In March 2007, Kátia was invited by RTP to record the national broadcaster's 50 anniversary anthem, "O Primeiro Olhar", along with Anabela Brito and Operação Triunfo contestants David Ripado e Filipe Gonçalves. Appropriately, Kátia would be invited to record her own version of the song, that she would later perform at the Festival da Canção of that year. During the commemorations of the 50th anniversary, Andrea, Liliana and Kátia would be honoured for representing RTP/Portugal in Eurovision, alongside other Portuguese entries from the last 50 years.

In April 2007, days after performing at a fundraising event in Setúbal, Kátia announced her departure from the group. The remaining trio promised to honour all Nonstop's commitments, and although there were plans for new music, nothing ever materialized.

In 2008, the girls ventured in new projects. Rita teamed up with Gutto once again to be featured on Black Company's comeback album, Fora De Série, while Andrea and Liliana starred in the musical theatre productions of High School Musical and Fame.

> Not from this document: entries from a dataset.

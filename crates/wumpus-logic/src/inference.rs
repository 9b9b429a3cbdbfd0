//! Forward chaining to a fixpoint.
//!
//! Each new literal is pushed through two stages: the built-in percept axioms, which reason
//! about the neighbours of the literal's cell, and the textual rules, whose premises are matched
//! by predicate name alone against the triggering literal. The match ignores polarity, so
//! `~Stench(c)` fires `Stench(x,y) => WumpusNearby(x,y)` as well.

use std::collections::{BTreeSet, VecDeque};

use wumpus_core::Cell;

use crate::{KnowledgeBase, Literal, Predicate, OBSERVED_CONFIDENCE};

/// Confidence for a threat that is possible but not located.
pub const POSSIBLE_CONFIDENCE: u8 = 70;
/// Confidence for a threat ruled out by a missing percept.
pub const RULED_OUT_CONFIDENCE: u8 = 90;
/// Confidence for a neighbour of a visited cell with no stench and no breeze.
pub const CLEAR_NEIGHBOUR_CONFIDENCE: u8 = 95;
/// Floor for rule-derived confidence.
pub const RULE_CONFIDENCE_FLOOR: u8 = 50;

impl KnowledgeBase {
    /// Run inference from `seed` until nothing new is derived. Returns the number of derived
    /// literals.
    pub(crate) fn forward_chain(&mut self, seed: Literal) -> usize {
        let mut queue = VecDeque::from([seed]);
        let mut processed: BTreeSet<Literal> = BTreeSet::new();
        let mut derived = 0usize;

        while let Some(trigger) = queue.pop_front() {
            if !processed.insert(trigger.clone()) {
                continue;
            }

            let mut consequences = self.domain_consequences(&trigger);
            consequences.extend(self.rule_consequences(&trigger));

            for (literal, confidence) in consequences {
                if self.store.derive(literal.clone(), confidence) {
                    tracing::debug!(%trigger, derived = %literal, confidence, "derived");
                    derived += 1;
                    queue.push_back(literal);
                }
            }
        }

        derived
    }

    /// Percept axioms keyed on the trigger's predicate.
    fn domain_consequences(&self, trigger: &Literal) -> Vec<(Literal, u8)> {
        let Some(cell) = trigger.cell else {
            return Vec::new();
        };

        let mut out = Vec::new();
        match (&trigger.predicate, trigger.negated) {
            (Predicate::Stench, false) => {
                for n in self.open_neighbours(cell) {
                    self.push_new(
                        &mut out,
                        Literal::at(Predicate::PossibleWumpus, n),
                        POSSIBLE_CONFIDENCE,
                    );
                }
            }
            (Predicate::Breeze, false) => {
                for n in self.open_neighbours(cell) {
                    self.push_new(
                        &mut out,
                        Literal::at(Predicate::PossiblePit, n),
                        POSSIBLE_CONFIDENCE,
                    );
                }
            }
            (Predicate::Stench, true) => {
                for n in self.open_neighbours(cell) {
                    self.push_new(
                        &mut out,
                        Literal::at(Predicate::Wumpus, n).negative(),
                        RULED_OUT_CONFIDENCE,
                    );
                    self.push_new(
                        &mut out,
                        Literal::at(Predicate::SafeFromWumpus, n),
                        RULED_OUT_CONFIDENCE,
                    );
                }
            }
            (Predicate::Breeze, true) => {
                for n in self.open_neighbours(cell) {
                    self.push_new(
                        &mut out,
                        Literal::at(Predicate::Pit, n).negative(),
                        RULED_OUT_CONFIDENCE,
                    );
                    self.push_new(
                        &mut out,
                        Literal::at(Predicate::SafeFromPit, n),
                        RULED_OUT_CONFIDENCE,
                    );
                }
            }
            _ => {}
        }

        // A visited cell with neither percept clears its neighbours, whichever of the three
        // facts arrives last.
        let completes_clear_cell = matches!(
            (&trigger.predicate, trigger.negated),
            (Predicate::Visited, false) | (Predicate::Stench, true) | (Predicate::Breeze, true)
        );
        if completes_clear_cell && self.is_clear_visited(cell) {
            for n in self.open_neighbours(cell) {
                self.push_new(
                    &mut out,
                    Literal::at(Predicate::Safe, n),
                    CLEAR_NEIGHBOUR_CONFIDENCE,
                );
            }
        }
        out
    }

    fn is_clear_visited(&self, cell: Cell) -> bool {
        [
            Literal::at(Predicate::Visited, cell),
            Literal::at(Predicate::Stench, cell).negative(),
            Literal::at(Predicate::Breeze, cell).negative(),
        ]
        .iter()
        .all(|l| self.store.contains(l))
    }

    /// Conclusions of every implication whose premises hold for `trigger`.
    fn rule_consequences(&self, trigger: &Literal) -> Vec<(Literal, u8)> {
        let confidence = self
            .store
            .confidence(trigger)
            .unwrap_or(OBSERVED_CONFIDENCE)
            .saturating_sub(10)
            .max(RULE_CONFIDENCE_FLOOR);

        let mut out = Vec::new();
        for rule in &self.rules {
            let Some((premises, conclusion)) = rule.implication() else {
                continue;
            };
            let satisfied = premises.iter().all(|p| {
                p.matches(trigger)
                    || p
                        .instantiate(trigger.cell)
                        .is_some_and(|l| self.store.contains(&l))
            });
            if !satisfied {
                continue;
            }
            // A pattern conclusion needs a cell to bind to.
            let Some(literal) = conclusion.instantiate(trigger.cell) else {
                continue;
            };
            tracing::trace!(rule = rule.text(), %trigger, "rule fired");
            self.push_new(&mut out, literal, confidence);
        }
        out
    }

    /// In-bounds neighbours of `cell` not already known safe.
    fn open_neighbours(&self, cell: Cell) -> impl Iterator<Item = Cell> + '_ {
        cell.neighbors().into_iter().filter(move |n| {
            self.in_bounds(*n) && !self.store.contains(&Literal::at(Predicate::Safe, *n))
        })
    }

    fn push_new(&self, out: &mut Vec<(Literal, u8)>, literal: Literal, confidence: u8) {
        if !self.store.contains(&literal) {
            out.push((literal, confidence));
        }
    }
}
use core::fmt;

#[cfg(feature = "serde")]
use serde::{Deserialize, Serialize};

use crate::Direction;

/// Local sensor reading at the agent's cell.
#[derive(Debug, Clone, Copy, PartialEq, Eq, Default)]
#[cfg_attr(feature = "serde", derive(Serialize, Deserialize))]
pub struct Percept {
    pub stench: bool,
    pub breeze: bool,
    pub glitter: bool,
    pub bump: bool,
    pub scream: bool,
}

impl Percept {
    pub fn with_stench(mut self) -> Self {
        self.stench = true;
        self
    }

    pub fn with_breeze(mut self) -> Self {
        self.breeze = true;
        self
    }

    pub fn with_glitter(mut self) -> Self {
        self.glitter = true;
        self
    }

    pub fn with_scream(mut self) -> Self {
        self.scream = true;
        self
    }
}

#[derive(Debug, Clone, Copy, PartialEq, Eq, Hash)]
#[cfg_attr(feature = "serde", derive(Serialize, Deserialize))]
pub enum Action {
    MoveForward(Direction),
    Grab,
    Shoot(Direction),
}

impl fmt::Display for Action {
    fn fmt(&self, f: &mut fmt::Formatter<'_>) -> fmt::Result {
        match self {
            Action::MoveForward(d) => write!(f, "move {d}"),
            Action::Grab => f.write_str("grab"),
            Action::Shoot(d) => write!(f, "shoot {d}"),
        }
    }
}

#[derive(Debug, Clone, PartialEq, Eq)]
#[cfg_attr(feature = "serde", derive(Serialize, Deserialize))]
pub struct ActionResult {
    pub success: bool,
    pub message: String,
    pub bump: bool,
    pub scream: bool,
}

impl ActionResult {
    pub fn ok(message: impl Into<String>) -> Self {
        Self {
            success: true,
            message: message.into(),
            bump: false,
            scream: false,
        }
    }

    pub fn failed(message: impl Into<String>) -> Self {
        Self {
            success: false,
            ..Self::ok(message)
        }
    }

    pub fn with_bump(mut self) -> Self {
        self.bump = true;
        self
    }

    pub fn with_scream(mut self) -> Self {
        self.scream = true;
        self
    }
}
//! Implication rules parsed from `premise & premise => conclusion` text.
//!
//! Rule literals are patterns: besides ground coordinates they may use the variable pair
//! `(x,y)`, which is bound to the cell of the literal that triggered the rule. There is no
//! unification beyond that single binding.

use core::fmt;

use wumpus_core::Cell;

use crate::literal::{parse_cell, split_literal};
use crate::{Clause, Literal, LogicError, Predicate};

/// Percept axioms installed into every [`crate::KnowledgeBase::new`].
pub const DOMAIN_RULES: [&str; 7] = [
    "Stench(x,y) => WumpusNearby(x,y)",
    "Breeze(x,y) => PitNearby(x,y)",
    "Glitter(x,y) => Gold(x,y)",
    "Visited(x,y) => Safe(x,y)",
    "SafeFromWumpus(x,y) & SafeFromPit(x,y) => Safe(x,y)",
    "Safe(x,y) => ~Wumpus(x,y)",
    "Safe(x,y) => ~Pit(x,y)",
];

#[derive(Debug, Clone, Copy, PartialEq, Eq)]
pub enum Args {
    Ground(Option<Cell>),
    /// `(x,y)`: takes the triggering literal's cell.
    Bound,
}

#[derive(Debug, Clone, PartialEq, Eq)]
pub struct Pattern {
    pub predicate: Predicate,
    pub negated: bool,
    pub args: Args,
}

impl Pattern {
    fn parse(text: &str) -> crate::Result<Self> {
        let (negated, name, args) = split_literal(text)?;
        let args = match args {
            None => Args::Ground(None),
            Some(raw) if is_variable_pair(raw) => Args::Bound,
            Some(raw) => Args::Ground(Some(parse_cell(text, raw)?)),
        };
        Ok(Self {
            predicate: Predicate::from_name(name),
            negated,
            args,
        })
    }

    pub fn is_schematic(&self) -> bool {
        matches!(self.args, Args::Bound)
    }

    /// Predicate-name match, ignoring polarity and arguments. `~Stench(c)` matches a
    /// `Stench(x,y)` premise.
    pub fn matches(&self, literal: &Literal) -> bool {
        literal.predicate == self.predicate
    }

    /// Ground this pattern; `None` when it needs a binding that is not available.
    pub fn instantiate(&self, binding: Option<Cell>) -> Option<Literal> {
        let cell = match self.args {
            Args::Ground(cell) => cell,
            Args::Bound => Some(binding?),
        };
        Some(Literal {
            predicate: self.predicate.clone(),
            negated: self.negated,
            cell,
        })
    }
}

fn is_variable_pair(raw: &str) -> bool {
    let mut parts = raw.split(',').map(str::trim);
    matches!((parts.next(), parts.next(), parts.next()), (Some("x"), Some("y"), None))
}

impl fmt::Display for Pattern {
    fn fmt(&self, f: &mut fmt::Formatter<'_>) -> fmt::Result {
        match self.args {
            Args::Bound => {
                if self.negated {
                    f.write_str("~")?;
                }
                write!(f, "{}(x,y)", self.predicate)
            }
            Args::Ground(cell) => {
                let lit = Literal {
                    predicate: self.predicate.clone(),
                    negated: self.negated,
                    cell,
                };
                write!(f, "{lit}")
            }
        }
    }
}

#[derive(Debug, Clone, PartialEq, Eq)]
pub enum RuleKind {
    Implication {
        premises: Vec<Pattern>,
        conclusion: Pattern,
    },
    /// Free-form text that never fires.
    Annotation,
}

#[derive(Debug, Clone, PartialEq, Eq)]
pub struct Rule {
    text: String,
    kind: RuleKind,
}

impl Rule {
    /// Parse rule text. Anything that is not a well-formed implication is kept as an annotation.
    pub fn parse(text: &str) -> Self {
        let kind = match Self::parse_implication(text) {
            Ok((premises, conclusion)) => RuleKind::Implication {
                premises,
                conclusion,
            },
            Err(err) => {
                tracing::debug!(rule = text, error = %err, "storing rule as annotation");
                RuleKind::Annotation
            }
        };
        Self {
            text: text.trim().to_string(),
            kind,
        }
    }

    fn parse_implication(text: &str) -> crate::Result<(Vec<Pattern>, Pattern)> {
        let (lhs, rhs) = text
            .split_once("=>")
            .ok_or_else(|| LogicError::MalformedRule(text.to_string()))?;
        if rhs.contains("=>") || lhs.trim().is_empty() {
            return Err(LogicError::MalformedRule(text.to_string()));
        }
        let premises = lhs
            .split('&')
            .map(Pattern::parse)
            .collect::<crate::Result<Vec<_>>>()?;
        let conclusion = Pattern::parse(rhs)?;
        Ok((premises, conclusion))
    }

    pub fn text(&self) -> &str {
        &self.text
    }

    pub fn kind(&self) -> &RuleKind {
        &self.kind
    }

    pub fn is_annotation(&self) -> bool {
        matches!(self.kind, RuleKind::Annotation)
    }

    pub fn implication(&self) -> Option<(&[Pattern], &Pattern)> {
        match &self.kind {
            RuleKind::Implication {
                premises,
                conclusion,
            } => Some((premises, conclusion)),
            RuleKind::Annotation => None,
        }
    }

    pub fn is_schematic(&self) -> bool {
        self.implication().is_some_and(|(premises, conclusion)| {
            conclusion.is_schematic() || premises.iter().any(Pattern::is_schematic)
        })
    }

    /// CNF clause `~p1 | ... | ~pn | c` for one binding of `(x,y)`.
    pub fn clause(&self, binding: Option<Cell>) -> Option<Clause> {
        let (premises, conclusion) = self.implication()?;
        let mut literals = Vec::with_capacity(premises.len() + 1);
        for premise in premises {
            literals.push(premise.instantiate(binding)?.negate());
        }
        literals.push(conclusion.instantiate(binding)?);
        Some(Clause::from_literals(literals))
    }
}

impl fmt::Display for Rule {
    fn fmt(&self, f: &mut fmt::Formatter<'_>) -> fmt::Result {
        f.write_str(&self.text)
    }
}

#[cfg(test)]
mod tests {
    use super::*;

    #[test]
    fn domain_rules_all_parse_as_implications() {
        for text in DOMAIN_RULES {
            let rule = Rule::parse(text);
            assert!(!rule.is_annotation(), "{text}");
            assert!(rule.is_schematic(), "{text}");
        }
    }

    #[test]
    fn text_without_arrow_is_an_annotation() {
        let rule = Rule::parse("If stench in adjacent cell, then wumpus nearby");
        assert!(rule.is_annotation());
        assert!(rule.implication().is_none());
        assert!(rule.clause(None).is_none());
    }

    #[test]
    fn unparseable_premise_is_an_annotation() {
        assert!(Rule::parse("Stench(a,b) => Wumpus(1,1)").is_annotation());
        assert!(Rule::parse(" => B").is_annotation());
        assert!(Rule::parse("A => B => C").is_annotation());
    }

    #[test]
    fn premise_matching_ignores_polarity_and_cell() {
        let rule = Rule::parse("Stench(x,y) => WumpusNearby(x,y)");
        let (premises, _) = rule.implication().unwrap();
        assert!(premises[0].matches(&Literal::at(Predicate::Stench, Cell::new(2, 1))));
        assert!(premises[0].matches(&Literal::at(Predicate::Stench, Cell::ORIGIN).negative()));
        assert!(!premises[0].matches(&Literal::at(Predicate::Breeze, Cell::ORIGIN)));
    }

    #[test]
    fn ground_rule_clause() {
        let rule = Rule::parse("A & B => C");
        assert!(!rule.is_schematic());
        let clause = rule.clause(None).unwrap();
        assert_eq!(clause.len(), 3);
        assert!(clause.contains(&Literal::atom("A").negate()));
        assert!(clause.contains(&Literal::atom("C")));
    }

    #[test]
    fn schematic_rule_needs_binding() {
        let rule = Rule::parse("Safe(x,y) => ~Pit(x,y)");
        assert!(rule.clause(None).is_none());
        let clause = rule.clause(Some(Cell::new(1, 2))).unwrap();
        assert!(clause.contains(&Literal::at(Predicate::Pit, Cell::new(1, 2)).negative()));
        assert_eq!(
            rule.implication().unwrap().1.to_string(),
            "~Pit(x,y)".to_string()
        );
    }
}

Kátia would also venture in musical theatre, joining the cast of Filipe La Féria's Jesus Christ Superstar.

Individually, the girls were on the forefront of the Portuguese house music scene, collaborating with national DJs on various tracks, including hits "Selfish Love" (2009), "Ibiza For Dreams" (2009) and "My World" (2011).

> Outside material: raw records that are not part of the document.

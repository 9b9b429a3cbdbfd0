use std::collections::BTreeMap;

use serde::{Deserialize, Serialize};
use wumpus_core::Cell;

use crate::{
    Clause, FactStore, Literal, ProofOutcome, ResolutionLimits, Resolver, Rule, DOMAIN_RULES,
};

/// Facts, rules and the two inference procedures over them.
#[derive(Debug, Clone)]
pub struct KnowledgeBase {
    pub(crate) store: FactStore,
    pub(crate) rules: Vec<Rule>,
    /// `(width, height)`; neighbour inference stays inside `[0, width) x [0, height)`.
    bounds: Option<(i32, i32)>,
    limits: ResolutionLimits,
}

impl Default for KnowledgeBase {
    fn default() -> Self {
        Self::new()
    }
}

impl KnowledgeBase {
    /// Knowledge base with the percept axioms in [`DOMAIN_RULES`] installed.
    pub fn new() -> Self {
        let mut kb = Self::empty();
        for text in DOMAIN_RULES {
            kb.add_rule(text);
        }
        kb
    }

    /// Knowledge base without any rules.
    pub fn empty() -> Self {
        Self {
            store: FactStore::new(),
            rules: Vec::new(),
            bounds: None,
            limits: ResolutionLimits::default(),
        }
    }

    pub fn with_bounds(mut self, width: u32, height: u32) -> Self {
        let clamp = |v: u32| i32::try_from(v).unwrap_or(i32::MAX);
        self.bounds = Some((clamp(width), clamp(height)));
        self
    }

    pub fn with_limits(mut self, limits: ResolutionLimits) -> Self {
        self.limits = limits;
        self
    }

    pub fn limits(&self) -> ResolutionLimits {
        self.limits
    }

    pub fn in_bounds(&self, cell: Cell) -> bool {
        match self.bounds {
            Some((w, h)) => cell.x >= 0 && cell.y >= 0 && cell.x < w && cell.y < h,
            None => true,
        }
    }

    /// Assert an observed fact and run inference to a fixpoint.
    pub fn add_fact(&mut self, literal: Literal) {
        tracing::trace!(%literal, "observe");
        self.store.observe(literal.clone());
        let derived = self.forward_chain(literal);
        if derived > 0 {
            tracing::debug!(derived, facts = self.store.len(), "forward chaining finished");
        }
        self.check_consistency();
    }

    pub fn has_fact(&self, literal: &Literal) -> bool {
        self.store.contains(literal)
    }

    /// Retract a literal from both the observed and derived sets.
    pub fn remove_fact(&mut self, literal: &Literal) -> bool {
        self.store.remove(literal)
    }

    /// Install a rule. Text that does not parse as an implication is kept as an annotation.
    pub fn add_rule(&mut self, text: &str) {
        self.rules.push(Rule::parse(text));
    }

    pub fn rules(&self) -> &[Rule] {
        &self.rules
    }

    pub fn confidence(&self, literal: &Literal) -> Option<u8> {
        self.store.confidence(literal)
    }

    pub fn facts(&self) -> impl Iterator<Item = &Literal> {
        self.store.facts().iter()
    }

    pub fn derived_facts(&self) -> impl Iterator<Item = &Literal> {
        self.store.derived().iter()
    }

    pub fn store(&self) -> &FactStore {
        &self.store
    }

    pub fn contradictions(&self) -> Vec<Literal> {
        self.store.contradictions()
    }

    /// Log every contradiction currently held. Nothing is retracted.
    pub fn check_consistency(&self) -> Vec<Literal> {
        let contradictions = self.store.contradictions();
        for literal in &contradictions {
            tracing::warn!(%literal, "knowledge base holds a literal and its negation");
        }
        contradictions
    }

    /// Whether `query` is known or entailed. A search that hits its limits answers `false`.
    pub fn query(&self, query: &Literal) -> bool {
        self.prove(query).is_proved()
    }

    pub fn prove(&self, query: &Literal) -> ProofOutcome {
        if self.store.contains(query) {
            return ProofOutcome::Proved { steps: 0 };
        }

        let outcome = Resolver::new(self.limits).refute(self.refutation_clauses(query));
        tracing::debug!(%query, ?outcome, "resolution query");
        outcome
    }

    /// `CNF(KB) ∪ {¬query}`.
    fn refutation_clauses(&self, query: &Literal) -> Vec<Clause> {
        let mut clauses: Vec<Clause> = self.store.known().cloned().map(Clause::unit).collect();

        let mut cells = self.store.cells();
        if let Some(cell) = query.cell {
            cells.insert(cell);
        }
        for rule in &self.rules {
            if rule.is_schematic() {
                clauses.extend(cells.iter().filter_map(|c| rule.clause(Some(*c))));
            } else if let Some(clause) = rule.clause(None) {
                clauses.push(clause);
            }
        }

        clauses.push(Clause::unit(query.negate()));
        clauses
    }

    pub fn snapshot(&self) -> KnowledgeSnapshot {
        KnowledgeSnapshot {
            facts: self.store.facts().iter().cloned().collect(),
            derived_facts: self.store.derived().iter().cloned().collect(),
            confidence: self
                .store
                .confidences()
                .iter()
                .map(|(l, c)| (l.to_string(), *c))
                .collect(),
            rules: self.rules.iter().map(|r| r.text().to_string()).collect(),
            contradictions: self.store.contradictions(),
        }
    }
}

/// Sorted, serializable view of a [`KnowledgeBase`].
#[derive(Debug, Clone, PartialEq, Eq, Serialize, Deserialize)]
pub struct KnowledgeSnapshot {
    pub facts: Vec<Literal>,
    pub derived_facts: Vec<Literal>,
    pub confidence: BTreeMap<String, u8>,
    pub rules: Vec<String>,
    pub contradictions: Vec<Literal>,
}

In 2012, Rita replaced Mónica Ferraz as the lead singer of Mesa.

In 2014, Andrea and Liliana reunited under the name Projecto Kaya, a musical project that mixes fado and semba with EDM. That same year, all four members would reunite for the first time since 2007, at a Mesa concert.

On 28 April 2017, Nonstop would make a surprise appearance at the Revenge of the 90s party. The girls performed "Ao Limite Eu Vou". The surprise was so well received that the girls would join the Revenge of the 90s on tour until its last event in 2022.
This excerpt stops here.